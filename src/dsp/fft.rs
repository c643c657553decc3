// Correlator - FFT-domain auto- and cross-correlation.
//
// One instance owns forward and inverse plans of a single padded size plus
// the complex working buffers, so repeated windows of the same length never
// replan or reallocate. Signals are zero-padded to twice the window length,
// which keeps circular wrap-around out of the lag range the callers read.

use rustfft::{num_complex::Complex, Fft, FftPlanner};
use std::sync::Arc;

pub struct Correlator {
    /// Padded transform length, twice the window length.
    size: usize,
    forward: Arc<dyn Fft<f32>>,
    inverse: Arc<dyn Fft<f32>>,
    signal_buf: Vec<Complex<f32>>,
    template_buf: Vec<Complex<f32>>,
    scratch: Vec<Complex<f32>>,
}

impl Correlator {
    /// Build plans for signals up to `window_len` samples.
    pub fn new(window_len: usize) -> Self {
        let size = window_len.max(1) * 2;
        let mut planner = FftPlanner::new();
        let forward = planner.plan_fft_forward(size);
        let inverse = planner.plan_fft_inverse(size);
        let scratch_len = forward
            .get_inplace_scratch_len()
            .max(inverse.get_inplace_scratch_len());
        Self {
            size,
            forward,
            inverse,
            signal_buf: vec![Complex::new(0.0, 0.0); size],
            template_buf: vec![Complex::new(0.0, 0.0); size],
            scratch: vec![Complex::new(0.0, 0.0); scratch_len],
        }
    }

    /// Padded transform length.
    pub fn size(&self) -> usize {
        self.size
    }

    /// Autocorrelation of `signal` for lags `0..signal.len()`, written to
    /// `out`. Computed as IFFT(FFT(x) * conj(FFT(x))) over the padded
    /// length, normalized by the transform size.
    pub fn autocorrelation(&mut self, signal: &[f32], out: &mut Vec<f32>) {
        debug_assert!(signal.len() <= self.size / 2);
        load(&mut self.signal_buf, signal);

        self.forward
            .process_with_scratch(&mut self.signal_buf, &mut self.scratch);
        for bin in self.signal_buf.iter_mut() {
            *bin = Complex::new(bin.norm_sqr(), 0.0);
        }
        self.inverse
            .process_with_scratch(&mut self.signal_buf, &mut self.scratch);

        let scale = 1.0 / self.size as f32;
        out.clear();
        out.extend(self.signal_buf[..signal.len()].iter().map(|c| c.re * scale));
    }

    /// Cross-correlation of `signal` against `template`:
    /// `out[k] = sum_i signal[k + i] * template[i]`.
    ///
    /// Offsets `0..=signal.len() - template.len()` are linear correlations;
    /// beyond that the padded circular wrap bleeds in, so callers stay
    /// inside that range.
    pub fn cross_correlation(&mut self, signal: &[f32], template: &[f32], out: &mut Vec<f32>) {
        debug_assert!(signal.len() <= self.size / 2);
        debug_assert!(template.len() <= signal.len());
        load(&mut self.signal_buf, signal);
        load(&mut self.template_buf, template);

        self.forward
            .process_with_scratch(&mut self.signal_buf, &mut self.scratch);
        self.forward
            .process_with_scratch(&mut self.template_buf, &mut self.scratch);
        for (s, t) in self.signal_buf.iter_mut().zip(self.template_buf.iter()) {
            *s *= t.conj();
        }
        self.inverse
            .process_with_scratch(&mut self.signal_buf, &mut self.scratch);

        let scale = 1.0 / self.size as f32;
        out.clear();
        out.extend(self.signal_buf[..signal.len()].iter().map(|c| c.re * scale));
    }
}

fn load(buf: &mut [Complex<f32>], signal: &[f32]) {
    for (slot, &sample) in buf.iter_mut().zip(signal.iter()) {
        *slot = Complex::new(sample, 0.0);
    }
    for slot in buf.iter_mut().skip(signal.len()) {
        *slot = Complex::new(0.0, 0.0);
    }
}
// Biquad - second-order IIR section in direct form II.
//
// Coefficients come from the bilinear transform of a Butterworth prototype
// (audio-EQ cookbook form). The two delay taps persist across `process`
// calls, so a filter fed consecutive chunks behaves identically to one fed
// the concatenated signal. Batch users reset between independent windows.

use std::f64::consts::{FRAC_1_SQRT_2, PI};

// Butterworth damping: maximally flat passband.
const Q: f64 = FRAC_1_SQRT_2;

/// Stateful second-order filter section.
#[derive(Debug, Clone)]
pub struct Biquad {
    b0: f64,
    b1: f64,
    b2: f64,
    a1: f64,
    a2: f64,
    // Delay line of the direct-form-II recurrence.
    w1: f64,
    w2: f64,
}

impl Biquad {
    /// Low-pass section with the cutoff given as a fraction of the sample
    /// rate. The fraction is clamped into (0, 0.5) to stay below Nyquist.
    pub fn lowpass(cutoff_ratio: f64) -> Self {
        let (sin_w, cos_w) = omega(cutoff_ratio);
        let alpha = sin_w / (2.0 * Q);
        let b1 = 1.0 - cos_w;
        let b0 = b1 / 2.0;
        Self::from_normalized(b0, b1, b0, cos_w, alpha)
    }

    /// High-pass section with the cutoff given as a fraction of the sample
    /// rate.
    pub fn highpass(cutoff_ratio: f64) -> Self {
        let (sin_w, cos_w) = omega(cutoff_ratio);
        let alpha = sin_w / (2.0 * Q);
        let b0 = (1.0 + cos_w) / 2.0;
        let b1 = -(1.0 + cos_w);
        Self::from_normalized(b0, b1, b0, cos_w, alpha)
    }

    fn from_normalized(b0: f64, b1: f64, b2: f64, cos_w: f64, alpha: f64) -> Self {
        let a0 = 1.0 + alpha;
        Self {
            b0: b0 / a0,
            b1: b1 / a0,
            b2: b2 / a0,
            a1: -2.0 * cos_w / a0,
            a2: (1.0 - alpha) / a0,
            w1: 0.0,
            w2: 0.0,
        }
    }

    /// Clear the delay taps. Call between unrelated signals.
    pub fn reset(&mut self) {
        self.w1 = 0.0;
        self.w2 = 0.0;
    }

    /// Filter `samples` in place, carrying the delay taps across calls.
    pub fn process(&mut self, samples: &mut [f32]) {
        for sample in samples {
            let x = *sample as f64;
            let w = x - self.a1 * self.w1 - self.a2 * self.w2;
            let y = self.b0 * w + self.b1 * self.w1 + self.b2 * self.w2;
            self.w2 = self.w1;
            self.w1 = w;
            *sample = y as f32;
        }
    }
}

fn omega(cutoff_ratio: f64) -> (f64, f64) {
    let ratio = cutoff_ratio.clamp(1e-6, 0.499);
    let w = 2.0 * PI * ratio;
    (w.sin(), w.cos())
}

■ Task details ■
The records above are to be printed out again exactly, without omission.

■ Answer ■
filename src/dsp/fft.rs
repository c643c657553decc3
// Correlator - FFT-domain auto- and cross-correlation.
//
// One instance owns forward and inverse plans of a single padded size plus
// the complex working buffers, so repeated windows of the same length never
// replan or reallocate. Signals are zero-padded to twice the window length,
// which keeps circular wrap-around out of the lag range the callers read.

use rustfft::{num_complex::Complex, Fft, FftPlanner};
use std::sync::Arc;

pub struct Correlator {
    /// Padded transform length, twice the window length.
    size: usize,
    forward: Arc<dyn Fft<f32>>,
    inverse: Arc<dyn Fft<f32>>,
    signal_buf: Vec<Complex<f32>>,
    template_buf: Vec<Complex<f32>>,
    scratch: Vec<Complex<f32>>,
}

impl Correlator {
    /// Build plans for signals up to `window_len` samples.
    pub fn new(window_len: usize) -> Self {
        let size = window_len.max(1) * 2;
        let mut planner = FftPlanner::new();
        let forward = planner.plan_fft_forward(size);
        let inverse = planner.plan_fft_inverse(size);
        let scratch_len = forward
            .get_inplace_scratch_len()
            .max(inverse.get_inplace_scratch_len());
        Self {
            size,
            forward,
            inverse,
            signal_buf: vec![Complex::new(0.0, 0.0); size],
            template_buf: vec![Complex::new(0.0, 0.0); size],
            scratch: vec![Complex::new(0.0, 0.0); scratch_len],
        }
    }

    /// Padded transform length.
    pub fn size(&self) -> usize {
        self.size
    }

    /// Autocorrelation of `signal` for lags `0..signal.len()`, written to
    /// `out`. Computed as IFFT(FFT(x) * conj(FFT(x))) over the padded
    /// length, normalized by the transform size.
    pub fn autocorrelation(&mut self, signal: &[f32], out: &mut Vec<f32>) {
        debug_assert!(signal.len() <= self.size / 2);
        load(&mut self.signal_buf, signal);

        self.forward
            .process_with_scratch(&mut self.signal_buf, &mut self.scratch);
        for bin in self.signal_buf.iter_mut() {
            *bin = Complex::new(bin.norm_sqr(), 0.0);
        }
        self.inverse
            .process_with_scratch(&mut self.signal_buf, &mut self.scratch);

        let scale = 1.0 / self.size as f32;
        out.clear();
        out.extend(self.signal_buf[..signal.len()].iter().map(|c| c.re * scale));
    }

    /// Cross-correlation of `signal` against `template`:
    /// `out[k] = sum_i signal[k + i] * template[i]`.
    ///
    /// Offsets `0..=signal.len() - template.len()` are linear correlations;
    /// beyond that the padded circular wrap bleeds in, so callers stay
    /// inside that range.
    pub fn cross_correlation(&mut self, signal: &[f32], template: &[f32], out: &mut Vec<f32>) {
        debug_assert!(signal.len() <= self.size / 2);
        debug_assert!(template.len() <= signal.len());
        load(&mut self.signal_buf, signal);
        load(&mut self.template_buf, template);

        self.forward
            .process_with_scratch(&mut self.signal_buf, &mut self.scratch);
        self.forward
            .process_with_scratch(&mut self.template_buf, &mut self.scratch);
        for (s, t) in self.signal_buf.iter_mut().zip(self.template_buf.iter()) {
            *s *= t.conj();
        }
        self.inverse
            .process_with_scratch(&mut self.signal_buf, &mut self.scratch);

        let scale = 1.0 / self.size as f32;
        out.clear();
        out.extend(self.signal_buf[..signal.len()].iter().map(|c| c.re * scale));
    }
}

fn load(buf: &mut [Complex<f32>], signal: &[f32]) {
    for (slot, &sample) in buf.iter_mut().zip(signal.iter()) {
        *slot = Complex::new(sample, 0.0);
    }
    for slot in buf.iter_mut().skip(signal.len()) {
        *slot = Complex::new(0.0, 0.0);
    }
}
// Biquad - second-order IIR section in direct form II.
//
// Coefficients come from the bilinear transform of a Butterworth prototype
// (audio-EQ cookbook form). The two delay taps persist across `process`
// calls, so a filter fed consecutive chunks behaves identically to one fed
// the concatenated signal. Batch users reset between independent windows.

use std::f64::consts::{FRAC_1_SQRT_2, PI};

// Butterworth damping: maximally flat passband.
const Q: f64 = FRAC_1_SQRT_2;

/// Stateful second-order filter section.
#[derive(Debug, Clone)]
pub struct Biquad {
    b0: f64,
    b1: f64,
    b2: f64,
    a1: f64,
    a2: f64,
    // Delay line of the direct-form-II recurrence.
    w1: f64,
    w2: f64,
}

impl Biquad {
    /// Low-pass section with the cutoff given as a fraction of the sample
    /// rate. The fraction is clamped into (0, 0.5) to stay below Nyquist.
    pub fn lowpass(cutoff_ratio: f64) -> Self {
        let (sin_w, cos_w) = omega(cutoff_ratio);
        let alpha = sin_w / (2.0 * Q);
        let b1 = 1.0 - cos_w;
        let b0 = b1 / 2.0;
        Self::from_normalized(b0, b1, b0, cos_w, alpha)
    }

    /// High-pass section with the cutoff given as a fraction of the sample
    /// rate.
    pub fn highpass(cutoff_ratio: f64) -> Self {
        let (sin_w, cos_w) = omega(cutoff_ratio);
        let alpha = sin_w / (2.0 * Q);
        let b0 = (1.0 + cos_w) / 2.0;
        let b1 = -(1.0 + cos_w);
        Self::from_normalized(b0, b1, b0, cos_w, alpha)
    }

    fn from_normalized(b0: f64, b1: f64, b2: f64, cos_w: f64, alpha: f64) -> Self {
        let a0 = 1.0 + alpha;
        Self {
            b0: b0 / a0,
            b1: b1 / a0,
            b2: b2 / a0,
            a1: -2.0 * cos_w / a0,
            a2: (1.0 - alpha) / a0,
            w1: 0.0,
            w2: 0.0,
        }
    }

    /// Clear the delay taps. Call between unrelated signals.
    pub fn reset(&mut self) {
        self.w1 = 0.0;
        self.w2 = 0.0;
    }

    /// Filter `samples` in place, carrying the delay taps across calls.
    pub fn process(&mut self, samples: &mut [f32]) {
        for sample in samples {
            let x = *sample as f64;
            let w = x - self.a1 * self.w1 - self.a2 * self.w2;
            let y = self.b0 * w + self.b1 * self.w1 + self.b2 * self.w2;
            self.w2 = self.w1;
            self.w1 = w;
            *sample = y as f32;
        }
    }
}

fn omega(cutoff_ratio: f64) -> (f64, f64) {
    let ratio = cutoff_ratio.clamp(1e-6, 0.499);
    let w = 2.0 * PI * ratio;
    (w.sin(), w.cos())
}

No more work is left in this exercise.